Некоторые не в меру ретивые политработники полагали, что эти «подметные листки» надо молча уничтожать. Но высокое наше начальство правильно рассудило действовать в открытую. Листки все равно проникнут к красноармейцам. Поэтому когда они появляются, политработники должны сами читать их красноармейцам и тут же полемизировать с их авторами.

Дело это было не легкое. Листовки кронштадтцев обладали манящей прелестью простых решений: сними заградиловку — будет хлеб, отмени разверстку — крестьянин вздохнет с облегчением; повысь заработную плату — тогда рабочий сможет купить на рынке все, что ему нужно. А так как весь нажим, зажим и прижим идут от коммунистов, выгони коммунистов и выбери «свободные Советы».

Конечно, мы убеждали и разубеждали. Легче всего было спорить с политической программой кронштадтцев. Тут главари мятежников, среди которых было много эсеров, анархистов, меньшевиков (а председатель ревкома Петриченко успел побывать и анархистом, и эсером, и махновцем, и петлюровцем), допустили явную промашку, выдвинув идеи, не вызывавшие сочувствия массы.
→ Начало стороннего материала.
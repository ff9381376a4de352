//! # AWS Secrets Manager backend
//!
//! Implements [`SecretsBackend`] on top of the official AWS SDK. Service errors
//! are classified from the SDK's modeled exceptions:
//! - `ResourceNotFoundException` on get/delete maps to `NotFound`
//! - `ResourceExistsException` on create maps to `AlreadyExists`
//! - everything else (including dispatch and timeout failures) maps to `Other`

use std::fmt;

use async_trait::async_trait;
use aws_config::{BehaviorVersion, Region};
use aws_sdk_secretsmanager::{error::SdkError, primitives::Blob, Client};
use tracing::info;

use crate::backend::{BackendError, BackendErrorKind, SecretsBackend};

/// Settings used to build an SDK client from the default credential chain.
#[derive(Debug, Clone, Default, PartialEq, Eq)]
pub struct AwsSettings {
    pub region: Option<String>,
    pub profile: Option<String>,
    /// Endpoint override, e.g. a LocalStack URL.
    pub endpoint_url: Option<String>,
    /// Skip the recovery window when deleting.
    pub force_delete: bool,
}

/// AWS Secrets Manager client.
#[derive(Clone)]
pub struct AwsSecretsBackend {
    client: Client,
    force_delete: bool,
}

impl fmt::Debug for AwsSecretsBackend {
    fn fmt(&self, f: &mut fmt::Formatter<'_>) -> fmt::Result {
        f.debug_struct("AwsSecretsBackend")
            .field("force_delete", &self.force_delete)
            .finish_non_exhaustive()
    }
}

impl AwsSecretsBackend {
    pub fn from_client(client: Client) -> Self {
        Self {
            client,
            force_delete: false,
        }
    }

    /// Load SDK config from the environment, applying any overrides in `settings`.
    pub async fn from_settings(settings: &AwsSettings) -> Self {
        let mut loader = aws_config::defaults(BehaviorVersion::latest());
        if let Some(region) = &settings.region {
            loader = loader.region(Region::new(region.clone()));
        }
        if let Some(profile) = &settings.profile {
            loader = loader.profile_name(profile);
        }
        if let Some(endpoint) = &settings.endpoint_url {
            info!(%endpoint, "routing Secrets Manager requests to endpoint override");
            loader = loader.endpoint_url(endpoint);
        }

        let sdk_config = loader.load().await;
        info!(region = ?sdk_config.region(), "loaded AWS SDK config");

        Self::from_client(Client::new(&sdk_config)).with_force_delete(settings.force_delete)
    }

    pub fn with_force_delete(mut self, force_delete: bool) -> Self {
        self.force_delete = force_delete;
        self
    }
}

#[async_trait]
impl SecretsBackend for AwsSecretsBackend {
    async fn get_secret_value(&self, secret_id: &str) -> Result<Vec<u8>, BackendError> {
        let output = self
            .client
            .get_secret_value()
            .secret_id(secret_id)
            .send()
            .await
            .map_err(|err| {
                classify(err, |e| {
                    e.is_resource_not_found_exception()
                        .then_some(BackendErrorKind::NotFound)
                })
            })?;

        // Secrets created outside keystash may only carry a string value.
        if let Some(blob) = output.secret_binary() {
            return Ok(blob.as_ref().to_vec());
        }
        Ok(output
            .secret_string()
            .map(|text| text.as_bytes().to_vec())
            .unwrap_or_default())
    }

    async fn create_secret(&self, secret_id: &str, payload: &[u8]) -> Result<(), BackendError> {
        self.client
            .create_secret()
            .name(secret_id)
            .secret_binary(Blob::new(payload))
            .send()
            .await
            .map_err(|err| {
                classify(err, |e| {
                    e.is_resource_exists_exception()
                        .then_some(BackendErrorKind::AlreadyExists)
                })
            })?;
        Ok(())
    }

    async fn update_secret(&self, secret_id: &str, payload: &[u8]) -> Result<(), BackendError> {
        self.client
            .update_secret()
            .secret_id(secret_id)
            .secret_binary(Blob::new(payload))
            .send()
            .await
            .map_err(|err| {
                classify(err, |e| {
                    e.is_resource_not_found_exception()
                        .then_some(BackendErrorKind::NotFound)
                })
            })?;
        Ok(())
    }

    async fn delete_secret(&self, secret_id: &str) -> Result<(), BackendError> {
        self.client
            .delete_secret()
            .secret_id(secret_id)
            .set_force_delete_without_recovery(self.force_delete.then_some(true))
            .send()
            .await
            .map_err(|err| {
                classify(err, |e| {
                    e.is_resource_not_found_exception()
                        .then_some(BackendErrorKind::NotFound)
                })
            })?;
        Ok(())
    }
}

/// Map an SDK failure to a [`BackendError`] using the modeled service error,
/// falling back to `Other` for non-service failures.
fn classify<E, R>(
    err: SdkError<E, R>,
    kind_of: impl FnOnce(&E) -> Option<BackendErrorKind>,
) -> BackendError
where
    E: std::error::Error + Send + Sync + 'static,
    R: fmt::Debug + Send + Sync + 'static,
{
    let kind = err
        .as_service_error()
        .and_then(kind_of)
        .unwrap_or(BackendErrorKind::Other);
    BackendError::new(kind, err)
}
И уж совсем бездарно повели себя те, кто стоял за их спиной. Им бы держаться в тени, а они поперли вперед и с глупейшей развязностью раскрыли все свои карты.

Так что спасибо бывшему великому князю Дмитрию Павловичу, который, едва узнав о событиях в Кронштадте, пожаловал своей августейшей особой в Берлин, чтоб заявить о своих претензиях на российскую корону. Спасибо и Виктору Михайловичу Чернову, вылезшему с Учредительным собранием. Спасибо Гучкову и Рябушинскому, Второву и Путилову, Гукасову и Манташеву — этим новым «Мининым и Пожарским земли Русской», которые в патриотическом усердии, а также на радостях, что парижская биржа вновь стала котировать акции российских промышленных и финансовых компаний, развязали мошны, чтоб помочь «кронштадтским братьям».

Но самое большое спасибо капитану первого ранга барону фон Вилькену! Как он, нам не помог никто.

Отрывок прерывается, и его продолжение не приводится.